Caledonia is a town in Waupaca County, Wisconsin, United States. The population was 1,712 at the 2020 census. The unincorporated communities of North Readfield and Readfield are located in the town.

==Education==
The campus of the nonprofit Rawhide Boys Ranch is located inside the Town of Caledonia.

==Geography==
According to the United States Census Bureau, the town has a total area of 28.1 square miles (72.7 km^{2}), of which 27.9 square miles (72.1 km^{2}) is land and 0.2 square mile (0.6 km^{2}) (0.78%) is water.

==Demographics==
As of the census of 2000, there were 1,466 people, 73 households, and 58 families residing in the town. The population density was 52.6 people per square mile (20.3/km^{2}). There were 518 housing units at an average density of 18.6 per square mile (7.2/km^{2}). The racial makeup of the town was 98.23% White, 1.09% African American, 0.20% Native American, 0.20% Asian, 0.07% Pacific Islander, and 0.20% from two or more races. Hispanic or Latino of any race were 1.02% of the population.

There were 504 households, out of which 36.5% had children under the age of 18 living with them, 73.2% were married couples living together, 3.2% had a female householder with no husband present, and 19.8% were non-families. 14.9% of all households were made up of individuals, and 5.0% had someone living alone who was 65 years of age or older. The average household size was 2.75 and the average family size was 3.08.
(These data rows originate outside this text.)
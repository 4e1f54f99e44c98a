// src/lib.rs
// Public library surface for integration tests (and potential reuse).

pub mod api;
pub mod config;
pub mod history;
pub mod metrics;
pub mod providers;
pub mod report;
pub mod risk;
pub mod snapshot;

// ---- Re-exports for stable public API ----
pub use crate::api::{create_router, AppState};
pub use crate::report::{RiskAssessment, RiskDriver};
pub use crate::risk::regime::Regime;
pub use crate::risk::rules::RiskRuleSet;
pub use crate::risk::score::assess;
pub use crate::risk::weights::Weights;
pub use crate::risk::{MetricSet, RiskCategory, RiskInputs};

/// Build a router with demo data sources and default config paths.
/// This is what the binary serves and what router-level tests drive.
pub fn app() -> axum::Router {
    api::create_router(AppState::with_mock_sources())
}

/// Compute one assessment with the compiled-in seed rules and default
/// weights. The single-call library entry point.
pub fn compute_overall_score(inputs: &RiskInputs) -> RiskAssessment {
    assess(inputs, &RiskRuleSet::default_seed(), &Weights::default())
}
In the town, the population was spread out, with 29.1% under the age of 18, 7.3% from 18 to 24, 30.2% from 25 to 44, 25.9% from 45 to 64, and 7.6% who were 65 years of age or older. The median age was 38 years. For every 100 females, there were 112.5 males. For every 100 females age 18 and over, there were 101.7 males.

The median income for a household in the town was $53,977, and the median income for a family was $60,292. Males had a median income of $39,318 versus $24,900 for females. The per capita income for the town was $21,702. About 1.5% of families and 2.1% of the population were below the poverty line, including 0.8% of those under age 18 and 5.0% of those age 65 or over.